On 11/4/2011 5:56 AM, Jeff Squyres wrote:
> On Oct 28, 2011, at 1:59 AM, Eugene Loh wrote
>> In our MTT testing, we see ibm/io/file_status_get_count fail occasionally with:
>>
>> File locking failed in ADIOI_Set_lock(fd A,cmd F_SETLKW/7,type F_RDLCK/0,whence 0) with return value
>> FFFFFFFF and errno 5.
>> - If the file system is NFS, you need to use NFS version 3, ensure that the lockd daemon is running
>> on all the machines, and mount the directory with the 'noac' option (no attribute caching).
>> - If the file system is LUSTRE, ensure that the directory is mounted with the 'flock' option.
>> ADIOI_Set_lock:: Input/output error
>> ADIOI_Set_lock:offset 0, length 1
>>
>> One of the curious things (to us) about this test is that no one else appears to run it.
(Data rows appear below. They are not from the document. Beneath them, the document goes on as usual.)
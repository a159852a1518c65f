use serde::{Deserialize, Serialize};

/// Body POSTed to a chat webhook.
#[derive(Debug, Clone, Default, PartialEq, Serialize, Deserialize)]
pub struct WebhookPayload {
    pub content: String,
    #[serde(skip_serializing_if = "Option::is_none")]
    pub username: Option<String>,
    #[serde(skip_serializing_if = "Option::is_none")]
    pub avatar_url: Option<String>,
    pub embeds: Vec<Embed>,
}

#[derive(Debug, Clone, Default, PartialEq, Serialize, Deserialize)]
pub struct Embed {
    pub title: String,
    pub description: String,
    #[serde(skip_serializing_if = "Option::is_none")]
    pub url: Option<String>,
    #[serde(skip_serializing_if = "Option::is_none")]
    pub color: Option<u32>,
    #[serde(skip_serializing_if = "Option::is_none")]
    pub thumbnail: Option<EmbedImage>,
    #[serde(skip_serializing_if = "Option::is_none")]
    pub image: Option<EmbedImage>,
    #[serde(skip_serializing_if = "Option::is_none")]
    pub author: Option<EmbedAuthor>,
    #[serde(skip_serializing_if = "Option::is_none")]
    pub footer: Option<EmbedFooter>,
    /// ISO 8601 timestamp shown next to the footer.
    #[serde(skip_serializing_if = "Option::is_none")]
    pub timestamp: Option<String>,
    #[serde(default, skip_serializing_if = "Vec::is_empty")]
    pub fields: Vec<EmbedField>,
}

#[derive(Debug, Clone, PartialEq, Serialize, Deserialize)]
pub struct EmbedImage {
    pub url: String,
    #[serde(skip_serializing_if = "Option::is_none")]
    pub height: Option<u32>,
    #[serde(skip_serializing_if = "Option::is_none")]
    pub width: Option<u32>,
}

impl EmbedImage {
    pub fn new(url: impl Into<String>) -> Self {
        Self {
            url: url.into(),
            height: None,
            width: None,
        }
    }

    /// A 1x1 thumbnail, as used by the status alerts.
    pub fn icon(url: impl Into<String>) -> Self {
        Self {
            url: url.into(),
            height: Some(1),
            width: Some(1),
        }
    }
}

#[derive(Debug, Clone, PartialEq, Serialize, Deserialize)]
pub struct EmbedAuthor {
    pub name: String,
}

#[derive(Debug, Clone, PartialEq, Serialize, Deserialize)]
pub struct EmbedFooter {
    pub text: String,
}

#[derive(Debug, Clone, PartialEq, Serialize, Deserialize)]
pub struct EmbedField {
    pub name: String,
    pub value: String,
}
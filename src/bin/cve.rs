use chrono::Utc;
use clap::Parser;
use std::error::Error;
use std::path::PathBuf;
use std::time::Duration;
use tracing::{error, info};

use pollwatch::cve::{self, CveFeed, CveState, poll};
use pollwatch::logging::init_logging;
use pollwatch::notifications::senders::webhook::WebhookSender;
use pollwatch::state::{load_state, save_state};
use pollwatch::version::VERSION;

#[derive(Parser, Debug)]
#[command(author, version = VERSION, about = "Posts recently modified CVE advisories")]
struct Args {
    /// Path to the JSON state file (`last`, `webhook`)
    #[arg(short, long, default_value = "cve.json")]
    state: PathBuf,

    /// Advisory feed base URL
    #[arg(long, default_value = cve::DEFAULT_ENDPOINT)]
    endpoint: String,

    /// Directory for JSON log files; stdout only when omitted
    #[arg(long)]
    log_dir: Option<String>,
}

#[tokio::main]
async fn main() -> Result<(), Box<dyn Error>> {
    let args = Args::parse();
    init_logging(args.log_dir.as_deref(), "cve.log")?;
    info!(version = VERSION, "Starting CVE run...");

    let mut state: CveState = load_state(&args.state)?;
    let notifier =
        WebhookSender::new(&state.webhook, Duration::from_secs(10))?.wait_for_delivery();
    let feed = CveFeed::new(&args.endpoint)?;

    let summary = poll(&mut state, &feed, &notifier, Utc::now())
        .await
        .inspect_err(|e| error!(error = %e, "CVE run failed."))?;
    save_state(&args.state, &state)?;

    info!(
        fetched = summary.fetched,
        posted = summary.posted,
        skipped = summary.skipped,
        malformed = summary.malformed,
        failed = summary.failed,
        "CVE run finished."
    );
    Ok(())
}
use thiserror::Error;

#[derive(Debug, Clone, PartialEq, Error)]
pub enum LayoutError {
    #[error("invalid flow #{index}: {reason}")]
    InvalidEdge { index: usize, reason: String },

    #[error("palette must contain at least one color")]
    EmptyPalette,

    #[error("invalid settings: {0}")]
    InvalidSettings(String),
}

impl LayoutError {
    pub(super) fn invalid_edge(index: usize, reason: impl Into<String>) -> Self {
        Self::InvalidEdge {
            index,
            reason: reason.into(),
        }
    }
}
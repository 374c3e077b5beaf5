use crate::layout::SankeyLayout;
use serde::Serialize;
use std::fs::File;
use std::io::BufWriter;
use std::path::Path;

#[derive(Debug, Serialize)]
#[serde(rename_all = "camelCase")]
pub struct LayoutDump {
    pub width: f64,
    pub height: f64,
    pub levels: usize,
    pub nodes: Vec<NodeDump>,
    pub flows: Vec<FlowDump>,
}

#[derive(Debug, Serialize)]
#[serde(rename_all = "camelCase")]
pub struct NodeDump {
    pub id: String,
    pub level: usize,
    pub x: f64,
    pub y: f64,
    pub width: f64,
    pub height: f64,
    pub total_value: f64,
    pub color: String,
    pub incoming: Vec<String>,
    pub outgoing: Vec<String>,
}

#[derive(Debug, Serialize)]
#[serde(rename_all = "camelCase")]
pub struct FlowDump {
    pub from: String,
    pub to: String,
    pub value: f64,
    pub thickness: f64,
    pub from_y: f64,
    pub to_y: f64,
    pub color: String,
    pub path: String,
}

impl LayoutDump {
    pub fn from_layout(layout: &SankeyLayout) -> Self {
        let nodes = layout
            .nodes
            .iter()
            .map(|node| NodeDump {
                id: node.id.clone(),
                level: node.level,
                x: node.x,
                y: node.y,
                width: node.width,
                height: node.height,
                total_value: node.total_value,
                color: node.color.clone(),
                incoming: node.incoming_flows.iter().map(|f| f.from.clone()).collect(),
                outgoing: node.outgoing_flows.iter().map(|f| f.to.clone()).collect(),
            })
            .collect();

        let flows = layout
            .flows
            .iter()
            .map(|flow| FlowDump {
                from: flow.from.clone(),
                to: flow.to.clone(),
                value: flow.value,
                thickness: flow.thickness,
                from_y: flow.from_y,
                to_y: flow.to_y,
                color: flow.color.clone(),
                path: flow.path.to_svg_path(),
            })
            .collect();

        LayoutDump {
            width: layout.width,
            height: layout.height,
            levels: layout.level_count(),
            nodes,
            flows,
        }
    }
}

pub fn write_layout_dump(path: &Path, layout: &SankeyLayout) -> anyhow::Result<()> {
    let file = File::create(path)?;
    let writer = BufWriter::new(file);
    let dump = LayoutDump::from_layout(layout);
    serde_json::to_writer_pretty(writer, &dump)?;
    Ok(())
}
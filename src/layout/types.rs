use crate::ir::{FlowEdge, NodeId};

#[derive(Debug, Clone, PartialEq)]
pub struct NodeLayout {
    pub id: NodeId,
    pub level: usize,
    pub x: f64,
    pub y: f64,
    pub width: f64,
    pub height: f64,
    pub total_value: f64,
    pub color: String,
    /// Sorted by value, largest first.
    pub incoming_flows: Vec<FlowEdge>,
    /// Sorted by value, largest first.
    pub outgoing_flows: Vec<FlowEdge>,
}

impl NodeLayout {
    pub fn right(&self) -> f64 {
        self.x + self.width
    }

    pub fn bottom(&self) -> f64 {
        self.y + self.height
    }
}

/// Cubic Bézier centerline of a flow band.
#[derive(Debug, Clone, Copy, PartialEq)]
pub struct BezierPath {
    pub start: (f64, f64),
    pub control1: (f64, f64),
    pub control2: (f64, f64),
    pub end: (f64, f64),
}

impl BezierPath {
    /// SVG path data, `M x y C c1x c1y c2x c2y x y`.
    pub fn to_svg_path(&self) -> String {
        format!(
            "M {} {} C {} {} {} {} {} {}",
            self.start.0,
            self.start.1,
            self.control1.0,
            self.control1.1,
            self.control2.0,
            self.control2.1,
            self.end.0,
            self.end.1
        )
    }

    pub fn point_at(&self, t: f64) -> (f64, f64) {
        let mt = 1.0 - t;
        let a = mt * mt * mt;
        let b = 3.0 * mt * mt * t;
        let c = 3.0 * mt * t * t;
        let d = t * t * t;
        (
            a * self.start.0 + b * self.control1.0 + c * self.control2.0 + d * self.end.0,
            a * self.start.1 + b * self.control1.1 + c * self.control2.1 + d * self.end.1,
        )
    }
}

#[derive(Debug, Clone, PartialEq)]
pub struct FlowGeometry {
    pub from: NodeId,
    pub to: NodeId,
    pub value: f64,
    pub thickness: f64,
    pub from_y: f64,
    pub to_y: f64,
    pub path: BezierPath,
    pub color: String,
}

impl FlowGeometry {
    pub fn from_x(&self) -> f64 {
        self.path.start.0
    }

    pub fn to_x(&self) -> f64 {
        self.path.end.0
    }
}

#[derive(Debug, Clone, PartialEq, Default)]
pub struct SankeyLayout {
    pub width: f64,
    pub height: f64,
    pub nodes: Vec<NodeLayout>,
    pub flows: Vec<FlowGeometry>,
}

impl SankeyLayout {
    pub fn node(&self, id: &str) -> Option<&NodeLayout> {
        self.nodes.iter().find(|node| node.id == id)
    }

    pub fn level_count(&self) -> usize {
        self.nodes
            .iter()
            .map(|node| node.level + 1)
            .max()
            .unwrap_or(0)
    }

    pub fn is_empty(&self) -> bool {
        self.nodes.is_empty() && self.flows.is_empty()
    }
}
Looking back through a lot of MTT results, essentially the only results reported are Oracle. Almost no non-Oracle results for this test have been reported in the last few months. Is there something special about this test we should know about?
> Not that I'm aware of.
>
> I see why Cisco skipped it -- I didn't have the "io" directory listed in my list of IBM directories to traverse. Doh! That's been fixed.
>
> (Cisco's MTT runs look like they need a bit of TLC -- I'm guessing IB is down on a node or two, resulting in a lot of false failures, but I likely won't have time to look at them until after SC :-( )
Yeah. In our recent experience, everyone's MTT runs seem to need lots
of TLC. Anyhow, thanks for the feedback: it appears there is no
general intentional avoidance of this particular test that we were
simply unaware of.
>> P.S. We're also interested in understanding the error message better. I suppose that's more appropriately taken up with ROMIO folks, which I will do, but if anyone on this list has useful information I'd love to hear it. The error apparently comes when MPI_File_get_size sets a lock. Each process has its own file and the test usually passes, so it's unclear to me what the problem is. Further, the error message discussing NFS and Lustre strikes me as rather speculative. We tend to run these tests repeatedly on the same file systems from the same test nodes. Anyone have any idea how sound the NFSv3/lockd/noac advice is or what the real issue is here?
> No. You'll need to ask Rob Latham.
Thanks. He replied to my inquiry on the MPICH list. Main answer is
that robustness bets are off on NFS and the message might be a little
misleading.